My conjecture $\int_{0}^{1}{x^n-1 \over \ln(x)}dx=\ln(n+1)$

Question

$$\int_{0}^{1}{x^n-1 \over \ln(x)}dx=\ln(n+1)$$

Let deal with case $n=1$

$$I=\int_{0}^{1}{x-1 \over \ln(x)}dx=\ln(2)$$

$u=\ln(x)$ $\rightarrow du=\frac{1}{x}dx$

$x \rightarrow 1 ,u=0$

$x \rightarrow 0, u=-\infty$

$$I=-\int_{0}^{\infty}\frac{e^{2u}-e^u}{u}du$$

Apply integration by parts

$$I=\left.(e^{2u}-e^u)\ln(u)\right|_{0}^{\infty}-\int_{0}^{\infty}(2e^{2u}-e^u)\ln(u)du$$

Letting

$$J=\int_{0}^{\infty}(2e^{2u}-e^u)\ln(u)du$$

Applying by parts again

$$J=\left.(2e^{2u}-e^u)\ln(u)\right|_{0}^{\infty}-\int_{0}^{\infty}(2e^{2u}-e^u)\frac{1}{u}du$$

Anyway I skip the simplification and get to the result

$$2I=\left.e^{2u}\ln(u)\right|_{0}^{\infty}+\int_{0}^{\infty}\frac{e^{2u}}{u}du$$

That doesn't looked correct!

Integration by parts and substitution seem to failed here for me, so what is another method to evaluate this integral?

Another attempt using $x^n-1=\sum_{k=0}^{n-1}(x-1)x^k$

$$\int_{0}^{1}{x^n-1 \over \ln(x)}dx=\ln(n+1)$$

$$\sum_{k=0}^{n-1}\int_{0}^{1}{(x-1)x^k \over \ln(x)}dx=\ln(n+1)$$

This is still involving Integration by parts, I am very sure is going to lengthy so I am stopping here for help.
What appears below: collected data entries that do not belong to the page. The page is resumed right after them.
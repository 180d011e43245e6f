use crate::core::evaluation_service::start_of_month;
use crate::domain::model::{CreateUserData, LastEvaluation, UpdateUserData, User, UserStats};
use crate::domain::ports::{ConfigProvider, EvaluationRepository, UserRepository};
use crate::utils::error::{Result, VessError};
use crate::utils::validation::Validate;
use chrono::{DateTime, Utc};
use std::sync::Arc;
use uuid::Uuid;

pub struct UserService<U: UserRepository, E: EvaluationRepository> {
    users: Arc<U>,
    evaluations: Arc<E>,
    default_country: String,
    default_language: String,
}

impl<U: UserRepository, E: EvaluationRepository> UserService<U, E> {
    pub fn new<C: ConfigProvider + ?Sized>(users: Arc<U>, evaluations: Arc<E>, config: &C) -> Self {
        Self {
            users,
            evaluations,
            default_country: config.default_country().to_string(),
            default_language: config.default_language().to_string(),
        }
    }

    async fn existing(&self, user_id: &str) -> Result<User> {
        self.users
            .find_user(user_id)
            .await?
            .ok_or_else(|| VessError::not_found("User", user_id))
    }

    /// Creates the account profile. The password is checked for length only;
    /// credentials are handled by the authentication layer.
    pub async fn register(&self, data: CreateUserData) -> Result<User> {
        data.validate()?;

        if self.users.find_user_by_email(&data.email).await?.is_some() {
            return Err(VessError::conflict("Email já está em uso"));
        }

        let now = Utc::now();
        let user = User {
            id: Uuid::new_v4().to_string(),
            email: data.email,
            name: data.name,
            address: data.address,
            country: data.country.unwrap_or_else(|| self.default_country.clone()),
            city_state: data.city_state,
            language: data.language.unwrap_or_else(|| self.default_language.clone()),
            created_at: now,
            updated_at: now,
        };

        let stored = self.users.insert_user(user).await?;
        tracing::info!("Registered user {} <{}>", stored.id, stored.email);
        Ok(stored)
    }

    pub async fn find_by_email(&self, email: &str) -> Result<Option<User>> {
        self.users.find_user_by_email(email).await
    }

    pub async fn profile(&self, user_id: &str) -> Result<User> {
        self.existing(user_id).await
    }

    pub async fn update_profile(&self, user_id: &str, data: UpdateUserData) -> Result<User> {
        data.validate()?;
        let mut user = self.existing(user_id).await?;

        if let Some(name) = data.name {
            user.name = name;
        }
        if let Some(address) = data.address {
            user.address = Some(address);
        }
        if let Some(country) = data.country {
            user.country = country;
        }
        if let Some(city_state) = data.city_state {
            user.city_state = Some(city_state);
        }
        if let Some(language) = data.language {
            user.language = language;
        }
        user.updated_at = Utc::now();

        let stored = self.users.update_user(user).await?;
        tracing::info!("Updated profile of user {}", stored.id);
        Ok(stored)
    }

    /// Removes the user together with all of their evaluations.
    pub async fn delete(&self, user_id: &str) -> Result<()> {
        self.existing(user_id).await?;

        let removed = self.evaluations.delete_for_user(user_id).await?;
        if !self.users.delete_user(user_id).await? {
            return Err(VessError::not_found("User", user_id));
        }
        tracing::info!("Deleted user {} and {} evaluation(s)", user_id, removed);
        Ok(())
    }

    pub async fn stats(&self, user_id: &str) -> Result<UserStats> {
        self.stats_at(user_id, Utc::now()).await
    }

    pub async fn stats_at(&self, user_id: &str, now: DateTime<Utc>) -> Result<UserStats> {
        let user = self.existing(user_id).await?;
        let evaluations = self.evaluations.all_evaluations(user_id).await?;
        let month_start = start_of_month(now);

        let last_evaluation = evaluations
            .iter()
            .enumerate()
            .max_by(|(ia, a), (ib, b)| a.created_at.cmp(&b.created_at).then(ia.cmp(ib)))
            .map(|(_, e)| LastEvaluation {
                id: e.id.clone(),
                name: e.name.clone(),
                date: e.date.clone(),
                average_score: e.average_score,
            });

        Ok(UserStats {
            total_evaluations: evaluations.len(),
            total_samples: evaluations.iter().map(|e| e.samples.len()).sum(),
            member_since: user.created_at,
            last_evaluation,
            evaluations_this_month: evaluations
                .iter()
                .filter(|e| e.created_at >= month_start)
                .count(),
        })
    }
}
Please lend me a hand, thank you.

Here is a link to Frullani's formula

Answer 1

Your conjecture is a trivial consequence of Frullani's theorem after the substitution $x=e^{-z}$.

Answer 2

An easy way to prove this (while also generalising your statement to any real number) is by using the technique of differentiating under the integral sign. Let $$f(\alpha)=\int_0^1 \frac{x^\alpha -1}{\log x} dx.$$ By differentiation under the integral we see that $$f'(\alpha)=\int_0^1 \frac{\partial}{\partial \alpha}\left(\frac{x^\alpha -1}{\log x}\right)dx=\int_0^1 x^\alpha dx=\frac{1}{1+\alpha}$$ hence $$f(\alpha)=\int \frac{d\alpha}{1+\alpha}=\log(1+\alpha)+C.$$ But we notice from the definition that $f(0)=0$ so it follows that $C=0$ which completes the proof.